- [THE PROBLEM] Reproduce exactly the lines below, from the first through the one containing "declares the endpoint.", and nothing more.

- [EXCERPTED DATA]

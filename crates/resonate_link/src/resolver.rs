//! Connection resolution and type checking.
//!
//! Each side of a connection is resolved to a concrete endpoint together with
//! the number of values that flow through it: the instance multiplicity for
//! arrays of processors, and the endpoint array size for endpoint arrays. An
//! index on either narrows that side to a single element.

use crate::errors;
use resonate_config::BuildSettings;
use resonate_diagnostics::Diagnostic;
use resonate_ir::{
    Connection, EndpointDetails, EndpointId, EndpointKind, EndpointRef, InstanceId, Module,
    ModuleId, Program, Type, TypeRules,
};
use resonate_source::Span;
use tracing::trace;

/// One side of a resolved connection.
#[derive(Clone, Copy, Debug, PartialEq, Eq)]
pub struct ResolvedEnd {
    /// The module that declares the endpoint.
    pub module: ModuleId,
    /// The endpoint within `module`.
    pub endpoint: EndpointId,
    /// The instance the endpoint belongs to, or `None` for the graph's own
    /// endpoint.
    pub instance: Option<InstanceId>,
    /// How many instances the reference covers.
    pub multiplicity: u32,
    /// How many endpoint array elements the reference covers.
    pub array_size: u32,
}

impl ResolvedEnd {
    /// The total number of values flowing through this side.
    pub fn fan_size(&self) -> u32 {
        self.multiplicity * self.array_size
    }
}

/// Both sides of a connection that passed resolution and type checks.
#[derive(Clone, Copy, Debug, PartialEq, Eq)]
pub struct ResolvedConnection {
    /// Where values come from.
    pub source: ResolvedEnd,
    /// Where values go.
    pub dest: ResolvedEnd,
}

#[derive(Clone, Copy, PartialEq, Eq)]
enum Side {
    Source,
    Destination,
}

/// Resolves both ends of `connection` inside `graph` and checks that they
/// can be connected.
///
/// The delay length is not checked here, see [`check_delay`].
pub fn resolve_connection(
    program: &Program,
    graph: ModuleId,
    connection: &Connection,
) -> Result<ResolvedConnection, Diagnostic> {
    let span = connection.span;
    let module = &program.modules[graph];
    let (source, source_details) =
        resolve_end(program, graph, &connection.source, Side::Source, span)?;
    let (dest, dest_details) =
        resolve_end(program, graph, &connection.dest, Side::Destination, span)?;
    let source_desc = describe_ref(module, &connection.source);
    let dest_desc = describe_ref(module, &connection.dest);

    if source_details.kind != dest_details.kind {
        return Err(errors::endpoint_kind_mismatch(
            &source_desc,
            source_details.kind.name(),
            &dest_desc,
            dest_details.kind.name(),
            span,
        ));
    }

    let type_error = || {
        errors::cannot_connect(
            &source_desc,
            &describe_types(program, source_details),
            &dest_desc,
            &describe_types(program, dest_details),
            span,
        )
    };

    match source_details.kind {
        EndpointKind::Event => {
            let (a, b) = (source.fan_size(), dest.fan_size());
            if !(a == 1 || b == 1 || a == b) {
                return Err(errors::incompatible_event_sizes(
                    &source_desc,
                    a,
                    &dest_desc,
                    b,
                    span,
                ));
            }
            let convertible = source_details.data_types.iter().any(|s| {
                dest_details
                    .data_types
                    .iter()
                    .any(|d| TypeRules::can_silently_cast(d, s))
            });
            if !convertible {
                return Err(type_error());
            }
        }
        EndpointKind::Stream | EndpointKind::Value => {
            match (source_details.single_type(), dest_details.single_type()) {
                (Some(s), Some(d)) if frame_types_match(s, d) => {}
                _ => return Err(type_error()),
            }
        }
    }

    trace!(from = %source_desc, to = %dest_desc, "resolved connection");
    Ok(ResolvedConnection { source, dest })
}

/// Checks a connection's delay length against the configured maximum.
///
/// A delay of zero means no delay at all.
pub fn check_delay(connection: &Connection, max_length: u64) -> Result<(), Diagnostic> {
    let Some(length) = connection.delay_length else {
        return Ok(());
    };
    if length < 0 {
        return Err(errors::delay_line_too_short(connection.span));
    }
    if u64::try_from(length).is_ok_and(|l| l > max_length) {
        return Err(errors::delay_line_too_long(length, max_length, connection.span));
    }
    Ok(())
}

/// Resolves, type-checks and delay-checks one connection.
pub fn check_connection(
    program: &Program,
    graph: ModuleId,
    connection: &Connection,
    settings: &BuildSettings,
) -> Result<ResolvedConnection, Diagnostic> {
    let resolved = resolve_connection(program, graph, connection)?;
    check_delay(connection, settings.max_delay_line_length)?;
    Ok(resolved)
}

/// Checks every connection of a graph, in declaration order.
pub fn check_graph_connections(
    program: &Program,
    graph: ModuleId,
    settings: &BuildSettings,
) -> Result<(), Diagnostic> {
    for connection in program.modules[graph].connections.values() {
        check_connection(program, graph, connection, settings)?;
    }
    Ok(())
}

/// Describes an endpoint reference as `instance.endpoint` or `endpoint`.
pub fn describe_ref(module: &Module, endpoint: &EndpointRef) -> String {
    match endpoint
        .processor
        .and_then(|id| module.instances.try_get(id))
    {
        Some(instance) => format!("{}.{}", instance.name, endpoint.endpoint),
        None => endpoint.endpoint.clone(),
    }
}

/// Describes an endpoint's candidate types, parenthesised when there are
/// several.
pub fn describe_types(program: &Program, details: &EndpointDetails) -> String {
    match details.data_types.as_slice() {
        [single] => program.type_description(single),
        types => {
            let names: Vec<String> = types.iter().map(|t| program.type_description(t)).collect();
            format!("({})", names.join(", "))
        }
    }
}

fn resolve_end<'p>(
    program: &'p Program,
    graph: ModuleId,
    endpoint_ref: &EndpointRef,
    side: Side,
    span: Span,
) -> Result<(ResolvedEnd, &'p EndpointDetails), Diagnostic> {
    let module = &program.modules[graph];
    let desc = describe_ref(module, endpoint_ref);

    let (owner, instance) = match endpoint_ref.processor {
        None => (graph, None),
        Some(id) => {
            let instance = module
                .instances
                .try_get(id)
                .ok_or_else(|| errors::cannot_find_processor(&desc, span))?;
            let source = program
                .find_module(&instance.source_name)
                .ok_or_else(|| errors::cannot_find_processor(&instance.source_name, span))?;
            (source, Some((id, instance)))
        }
    };

    let endpoint_id = program.modules[owner]
        .find_endpoint(&endpoint_ref.endpoint)
        .ok_or_else(|| match side {
            Side::Source => errors::cannot_find_source(&desc, span),
            Side::Destination => errors::cannot_find_destination(&desc, span),
        })?;
    let endpoint = &program.modules[owner].endpoints[endpoint_id];

    // A graph's own inputs feed its children, and its own outputs are fed by
    // them. Child endpoints work the other way round.
    let usable = match (side, instance.is_some()) {
        (Side::Source, false) | (Side::Destination, true) => endpoint.is_input(),
        (Side::Source, true) | (Side::Destination, false) => endpoint.is_output(),
    };
    if !usable {
        let direction = endpoint.direction.keyword();
        return Err(match side {
            Side::Source => errors::cannot_connect_from(direction, &desc, span),
            Side::Destination => errors::cannot_connect_to(direction, &desc, span),
        });
    }

    let details = endpoint
        .details
        .as_ref()
        .ok_or_else(|| errors::unresolved_endpoint(&desc, span))?;

    let instance_size = instance.map_or(1, |(_, i)| i.array_len());
    let instance_is_array = instance.is_some_and(|(_, i)| i.array_size.is_some());
    let (multiplicity, array_size) = match endpoint_ref.index {
        None => (instance_size, details.array_len()),
        Some(index) => {
            let size = if instance_is_array {
                instance_size
            } else {
                details.array_len()
            };
            if index >= size {
                return Err(match side {
                    Side::Source => errors::source_index_out_of_range(&desc, index, size, span),
                    Side::Destination => {
                        errors::destination_index_out_of_range(&desc, index, size, span)
                    }
                });
            }
            if instance_is_array {
                (1, details.array_len())
            } else {
                (instance_size, 1)
            }
        }
    };

    let end = ResolvedEnd {
        module: owner,
        endpoint: endpoint_id,
        instance: instance.map(|(id, _)| id),
        multiplicity,
        array_size,
    };
    Ok((end, details))
}

/// Stream and value frame types match when they are equal, or when one is a
/// fixed-size array of the other.
fn frame_types_match(source: &Type, dest: &Type) -> bool {
    let (source, dest) = (source.remove_qualifiers(), dest.remove_qualifiers());
    TypeRules::equal_ignoring_vector_size1(source, dest)
        || is_array_of(source, dest)
        || is_array_of(dest, source)
}

fn is_array_of(array: &Type, element: &Type) -> bool {
    array.is_fixed_size_array()
        && array
            .element_type()
            .is_some_and(|e| TypeRules::equal_ignoring_vector_size1(&e, element))
}

#[cfg(test)]
mod tests {
    use super::*;
    use resonate_heart::parse;

    const FIXTURE: &str = "#HEART 1
processor Voice
{
    input in stream float32;
    input chans stream float32[2];
    input level stream int32;
    input note event (int32, float32);
    input gate[4] event int32;
    output out stream float32;
    output mix stream float32[2];
}
graph Top
{
    input notes[4] event int32;
    input single event int32;
    input trio[3] event int32;
    input pair[2] event int32;
    input fine event float64;
    output out stream float32;
    node v = Voice;
    node vs = Voice[4];
    // connection
}
";

    fn resolve(line: &str) -> Result<ResolvedConnection, Diagnostic> {
        let text = FIXTURE.replace("    // connection\n", &format!("    {line}\n"));
        let program = parse(&text).unwrap();
        let top = program.find_module("Top").unwrap();
        let (_, connection) = program.modules[top].connections.iter().next().unwrap();
        resolve_connection(&program, top, connection)
    }

    fn code(line: &str) -> String {
        resolve(line).unwrap_err().code.to_string()
    }

    #[test]
    fn plain_stream() {
        let r = resolve("connection v.out -> out;").unwrap();
        assert_eq!(r.source.fan_size(), 1);
        assert!(r.source.instance.is_some());
        assert!(r.dest.instance.is_none());
    }

    #[test]
    fn stream_array_fan_out_and_in() {
        assert!(resolve("connection v.out -> v.chans;").is_ok());
        assert!(resolve("connection v.mix -> v.in;").is_ok());
        assert_eq!(code("connection v.out -> v.level;"), "T201");
    }

    #[test]
    fn event_fan_rules() {
        assert!(resolve("connection notes -> vs.note;").is_ok());
        assert!(resolve("connection single -> vs.note;").is_ok());
        assert!(resolve("connection notes -> v.gate;").is_ok());
        assert!(resolve("connection notes -> v.note;").is_ok());
        assert_eq!(code("connection trio -> vs.note;"), "G204");
        assert_eq!(code("connection pair -> vs.note;"), "G204");
    }

    #[test]
    fn event_types_must_convert() {
        assert!(resolve("connection single -> v.note;").is_ok());
        assert_eq!(code("connection fine -> v.note;"), "T201");
    }

    #[test]
    fn indices() {
        let r = resolve("connection notes[1] -> v.note;").unwrap();
        assert_eq!(r.source.fan_size(), 1);
        let r = resolve("connection single -> vs.note[2];").unwrap();
        assert_eq!(r.dest.multiplicity, 1);
        assert_eq!(code("connection notes[4] -> v.note;"), "G202");
        assert_eq!(code("connection single -> vs.note[5];"), "G203");

        let r = resolve("connection single -> v.gate[3];").unwrap();
        assert_eq!(r.dest.array_size, 1);
        assert_eq!(code("connection single -> v.gate[4];"), "G203");
    }

    #[test]
    fn kinds_and_directions() {
        assert_eq!(code("connection single -> v.in;"), "T202");
        assert_eq!(code("connection out -> v.in;"), "R203");
        assert_eq!(code("connection v.in -> out;"), "R203");
        assert_eq!(code("connection v.out -> v.mix;"), "R204");
        assert_eq!(code("connection v.nothing -> out;"), "R201");
        assert_eq!(code("connection v.out -> nowhere;"), "R202");
    }

    #[test]
    fn kind_mismatch_message() {
        let err = resolve("connection single -> v.in;").unwrap_err();
        assert_eq!(err.message, "Cannot connect single (event) to v.in (stream)");
    }

    #[test]
    fn delays() {
        let base = Connection::new(EndpointRef::own("a"), EndpointRef::own("b"));
        assert!(check_delay(&base, 100).is_ok());
        assert!(check_delay(&base.clone().with_delay(0), 100).is_ok());
        assert!(check_delay(&base.clone().with_delay(100), 100).is_ok());
        assert_eq!(
            check_delay(&base.clone().with_delay(-1), 100).unwrap_err().code,
            errors::G206
        );
        assert_eq!(
            check_delay(&base.with_delay(101), 100).unwrap_err().code,
            errors::L201
        );
    }
}
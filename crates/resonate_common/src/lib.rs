//! Shared foundational types used across the resonate compiler core.
//!
//! This crate provides the program-wide string dictionary and its [`Ident`]
//! handles, content hashing for fingerprints and cache keys, and the
//! [`InternalError`] type used for implementer errors.

#![warn(missing_docs)]

pub mod hash;
pub mod ident;
pub mod result;

pub use hash::ContentHash;
pub use ident::{Ident, StringDictionary};
pub use result::{InternalError, InternalResult};
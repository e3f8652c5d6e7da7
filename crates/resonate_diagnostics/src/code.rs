//! Diagnostic codes with category prefixes.

use serde::{Deserialize, Serialize};
use std::fmt;

/// The class of problem a diagnostic reports. Each category has a
/// one-letter prefix used when the code is displayed.
#[derive(Clone, Copy, PartialEq, Eq, Hash, Debug, Serialize, Deserialize)]
pub enum Category {
    /// Malformed HEART text, prefixed with `P`.
    Syntax,
    /// A name that does not resolve, or resolves to the wrong kind of thing, prefixed with `R`.
    Resolution,
    /// Incompatible types, prefixed with `T`.
    Type,
    /// Duplicate names, malformed blocks, recursive structs, prefixed with `S`.
    Structure,
    /// Feedback cycles and endpoint array/index violations, prefixed with `G`.
    Graph,
    /// Whole-program invariants such as recursion or misuse of advance, prefixed with `I`.
    Invariant,
    /// A configured maximum was exceeded, prefixed with `L`.
    Limit,
    /// A construct that is recognised but not yet supported, prefixed with `U`.
    Unsupported,
}

impl Category {
    /// Returns the single-character prefix for this category.
    pub fn prefix(self) -> char {
        match self {
            Category::Syntax => 'P',
            Category::Resolution => 'R',
            Category::Type => 'T',
            Category::Structure => 'S',
            Category::Graph => 'G',
            Category::Invariant => 'I',
            Category::Limit => 'L',
            Category::Unsupported => 'U',
        }
    }
}

/// A category plus a number, displayed as e.g. `R101` or `G301`.
#[derive(Clone, Copy, PartialEq, Eq, Hash, Debug, Serialize, Deserialize)]
pub struct DiagnosticCode {
    /// The category of this diagnostic.
    pub category: Category,
    /// The numeric identifier within the category.
    pub number: u16,
}

impl DiagnosticCode {
    /// Creates a new diagnostic code.
    pub const fn new(category: Category, number: u16) -> Self {
        Self { category, number }
    }
}

impl fmt::Display for DiagnosticCode {
    fn fmt(&self, f: &mut fmt::Formatter<'_>) -> fmt::Result {
        write!(f, "{}{:03}", self.category.prefix(), self.number)
    }
}

#[cfg(test)]
mod tests {
    use super::*;

    #[test]
    fn display_format() {
        assert_eq!(DiagnosticCode::new(Category::Resolution, 101).to_string(), "R101");
        assert_eq!(DiagnosticCode::new(Category::Graph, 7).to_string(), "G007");
        assert_eq!(DiagnosticCode::new(Category::Unsupported, 900).to_string(), "U900");
    }

    #[test]
    fn prefixes_are_distinct() {
        let all = [
            Category::Syntax,
            Category::Resolution,
            Category::Type,
            Category::Structure,
            Category::Graph,
            Category::Invariant,
            Category::Limit,
            Category::Unsupported,
        ];
        let mut prefixes: Vec<char> = all.iter().map(|c| c.prefix()).collect();
        prefixes.sort();
        prefixes.dedup();
        assert_eq!(prefixes.len(), all.len());
    }

    #[test]
    fn serde_roundtrip() {
        let code = DiagnosticCode::new(Category::Limit, 501);
        let json = serde_json::to_string(&code).unwrap();
        let back: DiagnosticCode = serde_json::from_str(&json).unwrap();
        assert_eq!(code, back);
    }
}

- [RESULT FOR THIS EXERCISE]
filename crates/resonate_link/src/resolver.rs
//! Connection resolution and type checking.
//!
//! Each side of a connection is resolved to a concrete endpoint together with
//! the number of values that flow through it: the instance multiplicity for
//! arrays of processors, and the endpoint array size for endpoint arrays. An
//! index on either narrows that side to a single element.

use crate::errors;
use resonate_config::BuildSettings;
use resonate_diagnostics::Diagnostic;
use resonate_ir::{
    Connection, EndpointDetails, EndpointId, EndpointKind, EndpointRef, InstanceId, Module,
    ModuleId, Program, Type, TypeRules,
};
use resonate_source::Span;
use tracing::trace;

/// One side of a resolved connection.
#[derive(Clone, Copy, Debug, PartialEq, Eq)]
pub struct ResolvedEnd {
    /// The module that declares the endpoint.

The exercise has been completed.